[发明专利]自然杀伤细胞活性测定方法

说明书

一种自然杀伤细胞活性测定方法，在效应细胞与靶细胞比例计算时引入“NK细胞比例”及“有核细胞活率”参数，并且在各环节进行质量控制，降低了检测差异性。

技术领域

本发明涉及一种自然杀伤细胞活性测定方法，属于生物检测领域。

背景技术

NK细胞(Natural killer cells，NK cell，自然杀伤细胞)最初因为无需预先致敏便可杀伤自体肿瘤细胞，而被称为天然免疫淋巴毒性细胞。经过数十年来对其表型及功能的细致研究，发现NK细胞的主要生物学功能主要有分泌细胞因子参与免疫调节及对靶细胞的直接杀伤作用[1，2]。NK细胞分布在不同组织中功能各异，不仅具有抗肿瘤、参与各种病理过程、维持免疫稳态，还可促进妊娠期胎盘血管形成过程。与之相应，恶性肿瘤、各种感染、自身免疫性疾病等均涉及NK细胞紊乱[3-6]。

NK细胞杀伤活性是评价免疫状态的重要指标，可用于监测免疫治疗过程中免疫状态的改变等方面。已有文献报道，其还与恶性宫颈癌化疗疗效、胰腺癌化疗后生存情况及阿尔茨海默病进展速度相关[7-9]。在家族性或获得性噬血细胞性淋巴组织细胞增多症、炎症、自身免疫性疾病及免疫缺陷病中NK杀伤活性受损是其特点之一，但由于该指标各实验室结果无法比较，缺少正常参考值范围，在相关疾病诊断中常作为其他诊断指标的确证指标[10]。NK杀伤活性检测急需严谨、标准化的检测分析方法及相应正常参考值范围，解决其应用的瓶颈问题。

NK杀伤检测方法的“金标准方法”是51Cr释放实验，但由于放射性污染等问题限制了其在临床检测中的应用[11，12]。其他用于NK细胞杀伤活性检测的方法还包括低毒染料Calcein-AM释放实验、LDH释放实验、基于流式细胞术或生物发光的检测方法[13-17]。

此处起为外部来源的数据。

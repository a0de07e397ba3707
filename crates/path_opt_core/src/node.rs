use std::fmt;

/// Planar point in the caller's drawing units.
#[derive(Clone, Copy, Debug, PartialEq)]
pub struct Point {
    pub x: f64,
    pub y: f64,
}

impl Point {
    pub fn new(x: f64, y: f64) -> Self {
        Self { x, y }
    }

    /// Euclidean distance.
    pub fn dist(self, rhs: &Self) -> f64 {
        (self.x - rhs.x).hypot(self.y - rhs.y)
    }

    pub(crate) fn is_valid(self) -> bool {
        self.x.is_finite() && self.y.is_finite()
    }
}

impl From<(f64, f64)> for Point {
    fn from((x, y): (f64, f64)) -> Self {
        Self::new(x, y)
    }
}

impl fmt::Display for Point {
    fn fmt(&self, f: &mut fmt::Formatter<'_>) -> fmt::Result {
        let mut b1 = ryu::Buffer::new();
        let mut b2 = ryu::Buffer::new();
        write!(f, "{},{}", b1.format(self.x), b2.format(self.y))
    }
}
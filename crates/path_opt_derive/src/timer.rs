use proc_macro::TokenStream;
use quote::quote;
use syn::{ItemFn, LitStr, ReturnType, parse_macro_input};

pub fn timer_inner(attr: TokenStream, item: TokenStream) -> TokenStream {
    let label = if attr.is_empty() {
        None
    } else {
        Some(parse_macro_input!(attr as LitStr))
    };
    let mut func = parse_macro_input!(item as ItemFn);

    if func.sig.asyncness.is_some() {
        return syn::Error::new_spanned(&func.sig, "timer does not support async functions")
            .to_compile_error()
            .into();
    }

    let label = label
        .map(|lit| lit.value())
        .unwrap_or_else(|| func.sig.ident.to_string());
    let label_lit = LitStr::new(&label, proc_macro2::Span::call_site());

    let ret = match &func.sig.output {
        ReturnType::Default => quote! { () },
        ReturnType::Type(_, ty) => quote! { #ty },
    };
    let body = &func.block;

    let wrapped = quote! {
        {
            let __timer_start = ::std::time::Instant::now();
            #[allow(clippy::redundant_closure_call)]
            let __timer_result = (|| -> #ret #body)();
            ::log::debug!(
                "{}: done secs={:.3}",
                #label_lit,
                __timer_start.elapsed().as_secs_f64()
            );
            __timer_result
        }
    };

    func.block = match syn::parse2(wrapped) {
        Ok(block) => Box::new(block),
        Err(err) => return err.to_compile_error().into(),
    };

    TokenStream::from(quote! { #func })
}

其中基于流式细胞术的检测方法具有操作简便、稳定、污染少、基线低且与51Cr释放实验方法相关性好等优点，现临床多采用此方法进行NK细胞杀伤活性检测[14，18]。

但现有技术的方法仅以有核细胞数与靶细胞数计算，可能会导致检测结果的偏移，无法实现对NK细胞杀伤能力的严谨评估。

发明内容

本发明提供一种自然杀伤细胞活性测定方法，其特征在于包括以下步骤：

1)将靶细胞传代培养；

2)对效应细胞中自然杀伤细胞比例进行分析；

3)将靶细胞与效应细胞按照设定的效靶比进行培养；

4)检测步骤3)中待测靶细胞死亡率；

5)将步骤4)中靶细胞死亡率带入公式计算自然杀伤细胞活性：

自然杀伤细胞活性＝(待测靶细胞死亡率-对照组靶细胞死亡率)/(1-对照组靶细胞死亡率)×100％。

进一步地，步骤3)中的效靶比为4以上。

进一步地，步骤1)中对传代细胞进行密度和/或死亡率的质量控制。

进一步地，步骤2)中对效应细胞进行细胞密度、活细胞率及自然杀伤细胞比例至少之一的质量控制。

进一步地，所述质量控制方法包括将传代培养的靶细胞进行染料标记。

进一步地，包括用抗体对自然杀伤细胞进行标记。

进一步地，控制靶细胞自然死亡率在3％以内。

进一步地，靶细胞与效应细胞FH1通道MIF(平均荧光强度)值之比为80倍以上。

进一步地，步骤4)中，舍弃如下检测度数：与仅有靶细胞对照管相比，效靶细胞混合孵育检测管内靶细胞浓度低于前者85％。

进一步地，依据检测对象是否患过肿瘤选择效靶比。